Will people end up rebelling against the quarantine if it goes too long?

This makes sense. A lot of people wilo lsay “it can’t hurt to see Grandma.” Some of them will infect their loved ones.

As to this, I would point out that those officials are not idiots, and they know “indefinitely” isn’t possible, and in fact it’s going to get harder every week. You are right, in my opinion, that a general “everyone stay home” order is going to be very, very hard to enforce longer than a couple of months.

But they would be totally insane to make a promise at this point. If elected officials come out and say “Alright, as of May 6, we’re good to go” and then things go worse than expected and they have to renege on that promise, they will totally lose people’s trust, and their ability to keep things lockdown will swiftly fall apart.
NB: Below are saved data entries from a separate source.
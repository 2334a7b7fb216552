//! 存储操作计时

use std::future::Future;
use std::time::Instant;

use loyalty_shared::observability::metrics::record_store_operation;

use crate::error::Result;
use crate::models::Collection;

/// 记录一次存储操作的耗时与结果
pub(crate) async fn observed<T, F>(
    store: &str,
    operation: &str,
    collection: Collection,
    fut: F,
) -> Result<T>
where
    F: Future<Output = Result<T>>,
{
    let start = Instant::now();
    let result = fut.await;
    let status = if result.is_ok() { "ok" } else { "error" };
    record_store_operation(
        store,
        operation,
        collection.as_str(),
        status,
        start.elapsed().as_secs_f64(),
    );
    result
}
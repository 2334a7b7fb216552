//! 记录与行之间的映射
//!
//! 写入时把记录投影到类型列，无法落入类型列的字段（未声明的字段，或类型对不上的值）进入 `metadata`；
//! 读取时以 `metadata` 为底，叠加非空类型列，最后写入 `id`。

use serde_json::{Map, Number, Value};
use sqlx::postgres::PgRow;
use sqlx::{Postgres, QueryBuilder, Row};

use super::schema::{ColumnType, METADATA_COLUMN, TableSchema};
use crate::error::Result;
use crate::models::{ID_FIELD, Record};

/// 类型列的取值
#[derive(Debug, Clone, PartialEq)]
pub enum ColumnValue {
    Text(String),
    Bool(bool),
    BigInt(i64),
    Double(f64),
    Json(Value),
    /// 带类型的 NULL，Postgres 需要参数类型与列类型一致
    Null(ColumnType),
}

impl ColumnValue {
    /// 将 JSON 值转换为列类型，类型不兼容时返回 None
    pub fn coerce(ty: ColumnType, value: &Value) -> Option<Self> {
        match (ty, value) {
            (_, Value::Null) => Some(Self::Null(ty)),
            (ColumnType::Text, Value::String(s)) => Some(Self::Text(s.clone())),
            (ColumnType::Boolean, Value::Bool(b)) => Some(Self::Bool(*b)),
            (ColumnType::BigInt, Value::Number(n)) => n.as_i64().map(Self::BigInt),
            (ColumnType::Double, Value::Number(n)) => n.as_f64().map(Self::Double),
            (ColumnType::Json, v) => Some(Self::Json(v.clone())),
            _ => None,
        }
    }

    /// 追加一个绑定参数
    pub fn push_bind(self, builder: &mut QueryBuilder<'_, Postgres>) {
        match self {
            Self::Text(v) => builder.push_bind(v),
            Self::Bool(v) => builder.push_bind(v),
            Self::BigInt(v) => builder.push_bind(v),
            Self::Double(v) => builder.push_bind(v),
            Self::Json(v) => builder.push_bind(sqlx::types::Json(v)),
            Self::Null(ColumnType::Text) => builder.push_bind(None::<String>),
            Self::Null(ColumnType::Boolean) => builder.push_bind(None::<bool>),
            Self::Null(ColumnType::BigInt) => builder.push_bind(None::<i64>),
            Self::Null(ColumnType::Double) => builder.push_bind(None::<f64>),
            Self::Null(ColumnType::Json) => builder.push_bind(None::<sqlx::types::Json<Value>>),
        };
    }
}

/// 记录在某张表上的投影
#[derive(Debug, Clone, Default, PartialEq)]
pub struct RowProjection {
    pub columns: Vec<(&'static str, ColumnValue)>,
    pub metadata: Map<String, Value>,
    /// 记录中出现的全部字段名（不含 `id`），部分更新时用于清理 `metadata` 中的旧值
    pub fields: Vec<String>,
}

impl RowProjection {
    pub fn project(schema: &TableSchema, record: &Record) -> Self {
        let mut projection = Self::default();
        for (field, value) in record.iter() {
            if field == ID_FIELD {
                continue;
            }
            projection.fields.push(field.clone());

            let Some(column) = schema.column(field) else {
                projection.metadata.insert(field.clone(), value.clone());
                continue;
            };
            match ColumnValue::coerce(column.ty, value) {
                Some(ColumnValue::Null(ty)) => {
                    // 显式 null 也保留在 metadata 中，读回时字段仍然存在
                    projection.columns.push((column.name, ColumnValue::Null(ty)));
                    projection.metadata.insert(field.clone(), Value::Null);
                }
                Some(coerced) => projection.columns.push((column.name, coerced)),
                None => {
                    projection.columns.push((column.name, ColumnValue::Null(column.ty)));
                    projection.metadata.insert(field.clone(), value.clone());
                }
            }
        }
        projection
    }
}

/// 由一行重建记录
pub fn record_from_row(schema: &TableSchema, row: &PgRow) -> Result<Record> {
    let mut record = match row.try_get::<Option<Value>, _>(METADATA_COLUMN)? {
        Some(Value::Object(map)) => Record::from(map),
        _ => Record::new(),
    };

    for column in schema.columns {
        let value = match column.ty {
            ColumnType::Text => row
                .try_get::<Option<String>, _>(column.name)?
                .map(Value::String),
            ColumnType::Boolean => row.try_get::<Option<bool>, _>(column.name)?.map(Value::Bool),
            ColumnType::BigInt => row.try_get::<Option<i64>, _>(column.name)?.map(Value::from),
            ColumnType::Double => row
                .try_get::<Option<f64>, _>(column.name)?
                .and_then(double_to_json),
            ColumnType::Json => row
                .try_get::<Option<Value>, _>(column.name)?
                .filter(|v| !v.is_null()),
        };
        if let Some(value) = value {
            record.insert(column.name, value);
        }
    }

    let id: String = row.try_get(ID_FIELD)?;
    Ok(record.with_id(&id))
}

// 整数值的浮点列读回为整数，与写入时的 JSON 表示保持一致
fn double_to_json(value: f64) -> Option<Value> {
    const MAX_SAFE_INTEGER: f64 = 9_007_199_254_740_991.0;
    if value.fract() == 0.0 && value.abs() <= MAX_SAFE_INTEGER {
        return Some(Value::from(value as i64));
    }
    Number::from_f64(value).map(Value::Number)
}
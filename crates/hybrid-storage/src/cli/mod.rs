//! CLI 模块
//!
//! - `init-schema` - 创建全部关系表
//! - `migrate` - 文档库 → 关系库迁移（Ctrl+C 中止）
//! - `init-and-migrate` - 建表后迁移
//! - `drop-tables` - 删除全部关系表
//! - `table-counts` - 各表行数
//! - `inspect` - 查看文档库集合内容
//!
//! # 使用示例
//!
//! ```bash
//! hybrid-storage init-and-migrate
//! hybrid-storage table-counts --json
//! hybrid-storage inspect qr_tokens -n 5
//! hybrid-storage drop-tables --yes
//! ```

pub mod commands;
pub mod runner;

pub use commands::{Cli, Commands};
pub use runner::CommandRunner;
On the other hand, if they’re pessimistic but then announce on May 6 (I just picked that date at random) “Alright, we’re gonna start easing the lockdown; next week A B and C can open, and the week after that, D E and F” people will be delighted.

Of course, in the USA, anyway, you have the added problem that MANY people aren’t respecting it now - there will always be dumbasses, shitwits, and oafs, but there are swaths of the population who simply refuse to believe that this is really a problem. As someone else on the board said, having one place quarantined and other not in different parts of the same country is like having a peeing section in a swimming pool.

Yep, we are all told to shut up and do what we are told.

I’m not worried about a Great Depression because we don’t have the problem that had. We’ve effectively slowed down the economy, but all of the stuff is still there and could be started up if absolutely necessary. People keep acting like the economy is in some unknowable state, but it’s not. We can see it and react to it.

As I pointed out in the other thread about this, the plan has never been to shelter in place indefinitely. There has always been the idea of letting up restrictions as possible. Repeated pauses actually work better than one long pause.

And I think that is built in, even if people do rebel. They will only rebel so far. The main thing the rebellion does is make it where the actual rules have to be more strict that necessary to account for those who want to listen to their own feelings and not the experts. It’s like how a parent may have the curfew at 11:00 when they really wouldn’t care if the kid was out to midnight.

As such, I don’t see much reason to add to the anxiety of this time by worrying about this. The economy will be fine. The people will be fine. Idiots will idiot, but they’ll get scared back in, while the rest of us will maintain more isolation than required.

It’s enough to be worried about you and those around you possibly contracting the virus. It’s enough to do what you personally can, not worry about the things beyond your control–even if that is incredibly hard.

How is anyone supposed to be able to predict “what people are going to to”?

I know there’s a political faction that wants to remove isolation ASAP, regardless of public health risk, to keep the economy going.

I know the reality-based community wants to base any relaxation on the epidemic seeming to be under control.

Who will win? Who will rebel in the streets and tell the police to shove their curfew? How am I supposed to answer this question?

If you ask me, this post just seems like a timid way to suggest “we should end this soon regardless of what the numbers are” without actually coming out and saying it.

I don’t mind the social distancing, when I get groceries I don’t go near anyone. Imiind that, without a car, I can’t get my dunkin and tacos. I could easily decide to go at a slow hour. i

What was the problem they had, that you don’t have?

The gold standard. That meant many countries had too low of a money supply.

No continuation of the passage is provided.